Saturday, January 3, 2009

Bumpy Start

Well, 2009 is off to a bumpy start and I'm anxious- that's why I'm blogging on a Saturday night. The Valentines event is having issues. The event planner has an idea for another event in March and wants to replace the Valentines event with the March event. The March event has the potential to be really good, but the details of it are still up in the air. I am really concerned about the idea of canceling the Valentines event- for a number of reasons. The first reason is that we already have a terrific venue that is on board and we signed a contract with them. To walk away makes us look unprofessional. I work very hard to always be viewed as professional and I don't want to do anything to jeopardize that. Obviously, I don't want to have an unsucessful event, but I think that Valentines is a wonderful event opportunity and it can be a success. However, the event needs some changes- I think it needs to become a lot sexier and cater to a young singles crowd. Valentines is about sex and romance and love and we need to capture the sexy side. I'm not talking about having a strip show, but we can have a classy and hot event that will appeal to single men and women in their twenties/early thirties. When I was driving last night and today, I had some ideas on how to make our event hotter.

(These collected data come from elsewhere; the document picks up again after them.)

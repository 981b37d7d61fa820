use std::time::{Duration, Instant};
use tracing::{debug, info, warn};
use crate::parser::Dataset;
use crate::problem::*;
use crate::simulator::evaluate_ids;
use crate::solver::Solver;

const BANNER_WIDTH: usize = 85;

/// The outcome of running one solver on one dataset
#[derive(Debug, Clone)]
pub struct DatasetResult {
	pub dataset: u32,
	pub schedule: Schedule,
	pub elapsed: Duration,

	/// `Some(false)` when the data file specifies a different optimal cost
	pub matches_expected: Option<bool>,
}

impl DatasetResult {
	pub fn report(&self) -> String {
		let order: Vec<String> = self.schedule.order.iter().map(|id| id.to_string()).collect();
		let mut report = format!(
			"Algorithm execution time for dataset {}: {} microseconds\n",
			self.dataset, self.elapsed.as_micros()
		);
		report += &format!("Minimal penalty for dataset {}: {}", self.dataset, self.schedule.cost);
		if self.matches_expected == Some(false) {
			report += " MISMATCH";
		}
		report += &format!("\nTask permutation: {}\n", order.join(" "));
		report
	}
}

/// The penalties of one solver, accumulated over all datasets it solved
#[derive(Debug, Default, Clone, Copy, Eq, PartialEq)]
pub struct PenaltyTotals {
	pub total_penalty: Cost,
	pub num_solved: usize,
	pub num_skipped: usize,
	pub num_mismatches: usize,
}

impl PenaltyTotals {
	pub fn add(mut self, result: &DatasetResult) -> Self {
		self.total_penalty += result.schedule.cost;
		self.num_solved += 1;
		if result.matches_expected == Some(false) {
			self.num_mismatches += 1;
		}
		self
	}

	pub fn skip(mut self) -> Self {
		self.num_skipped += 1;
		self
	}

	pub fn report(&self) -> String {
		format!("Total penalty across {} datasets: {}", self.num_solved, self.total_penalty)
	}
}

/// Runs `solver` on `jobs`, and measures how long it took
pub fn solve_timed(solver: &dyn Solver, jobs: &[Job]) -> (Schedule, Duration) {
	let start_time = Instant::now();
	let schedule = solver.solve(jobs);
	(schedule, start_time.elapsed())
}

pub fn solve_dataset(solver: &dyn Solver, dataset: &Dataset) -> DatasetResult {
	let (schedule, elapsed) = solve_timed(solver, &dataset.jobs);
	debug!("{} solved data.{} in {:?}", solver.name(), dataset.number, elapsed);
	debug_assert_eq!(Some(schedule.cost), evaluate_ids(&dataset.jobs, &schedule.order));

	let matches_expected = dataset.expected_cost.map(|expected| expected == schedule.cost);
	if matches_expected == Some(false) {
		warn!(
			"{} found penalty {} for data.{}, but the data file claims {}",
			solver.name(), schedule.cost, dataset.number, dataset.expected_cost.unwrap_or_default()
		);
	}
	DatasetResult { dataset: dataset.number, schedule, elapsed, matches_expected }
}

/// Solves all `datasets` that have at most `max_jobs` jobs, prints the result of each of them,
/// and returns the accumulated penalties.
pub fn run_section(solver: &dyn Solver, max_jobs: usize, datasets: &[Dataset]) -> PenaltyTotals {
	print_banner(solver.name());
	info!("Running the {} solver on {} datasets", solver.name(), datasets.len());

	let totals = datasets.iter().fold(PenaltyTotals::default(), |totals, dataset| {
		if dataset.jobs.len() > max_jobs {
			warn!(
				"Skipping data.{} for the {} solver: it has {} jobs, but the limit is {}",
				dataset.number, solver.name(), dataset.jobs.len(), max_jobs
			);
			return totals.skip();
		}
		let result = solve_dataset(solver, dataset);
		println!("{}", result.report());
		totals.add(&result)
	});

	println!("{}", totals.report());
	if totals.num_skipped > 0 {
		info!("The {} solver skipped {} datasets", solver.name(), totals.num_skipped);
	}
	totals
}

fn print_banner(title: &str) {
	let line = "-".repeat(BANNER_WIDTH);
	println!("{}", line);
	println!("{:^width$}", title.to_uppercase(), width = BANNER_WIDTH);
	println!("{}", line);
}

#[cfg(test)]
mod tests {
	use crate::solver::{BruteForceSolver, DynamicSolver};
	use super::*;

	fn dataset(number: u32, triples: &[(Time, Cost, Time)], expected_cost: Option<Cost>) -> Dataset {
		Dataset { number, jobs: jobs_from_triples(triples), expected_cost }
	}

	#[test]
	fn test_run_section_accumulates_penalties() {
		let datasets = vec![
			dataset(1, &[(4, 1, 4), (2, 1, 1), (6, 1, 9)], Some(6)),
			dataset(2, &[(3, 2, 2), (1, 1, 3)], None),
			dataset(3, &[], Some(0)),
		];
		let expected = PenaltyTotals { total_penalty: 9, num_solved: 3, num_skipped: 0, num_mismatches: 0 };
		assert_eq!(expected, run_section(&DynamicSolver, 24, &datasets));
		assert_eq!(expected, run_section(&BruteForceSolver, 10, &datasets));
	}

	#[test]
	fn test_run_section_skips_large_datasets() {
		let datasets = vec![
			dataset(1, &[(4, 1, 4), (2, 1, 1), (6, 1, 9)], None),
			dataset(2, &[(3, 2, 2), (1, 1, 3)], None),
		];
		let totals = run_section(&BruteForceSolver, 2, &datasets);
		assert_eq!(PenaltyTotals { total_penalty: 3, num_solved: 1, num_skipped: 1, num_mismatches: 0 }, totals);
	}

	#[test]
	fn test_mismatch_is_reported() {
		let wrong = dataset(7, &[(4, 1, 4), (2, 1, 1), (6, 1, 9)], Some(5));
		let result = solve_dataset(&DynamicSolver, &wrong);
		assert_eq!(Some(false), result.matches_expected);
		assert!(result.report().contains("Minimal penalty for dataset 7: 6 MISMATCH"));
		assert_eq!(1, PenaltyTotals::default().add(&result).num_mismatches);
	}

	#[test]
	fn test_report() {
		let result = DatasetResult {
			dataset: 12,
			schedule: Schedule { cost: 6, order: vec![2, 1, 3] },
			elapsed: Duration::from_micros(35),
			matches_expected: Some(true),
		};
		assert_eq!(
			"Algorithm execution time for dataset 12: 35 microseconds\n\
			Minimal penalty for dataset 12: 6\n\
			Task permutation: 2 1 3\n",
			result.report()
		);
		let totals = PenaltyTotals::default().add(&result).add(&result);
		assert_eq!("Total penalty across 2 datasets: 12", totals.report());
	}
}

I don't like being in this position- of having an event scheduled 6 weeks from now and not having anything finalized except for the venue. I was concerned about the time issue in November, but the event planner assured me that we had enough time and it would be great and she still does say that if I want to go ahead with it, the event will be great. My instinct is that one can not book a venue, get them to donate the space and food and sign a contract, then cancel two weeks later- without looking like a complete fool and greatly reducing the chance of them hosting another event with us. So basically, we have to move forward on it and put together something kick ass and sexy. I would like to do the March event as well, but I am concerned because it relies on the participation of a famous music group. Financially, we need both events. I have very limited fundraising sources for the next few months and we need the money those events could bring in.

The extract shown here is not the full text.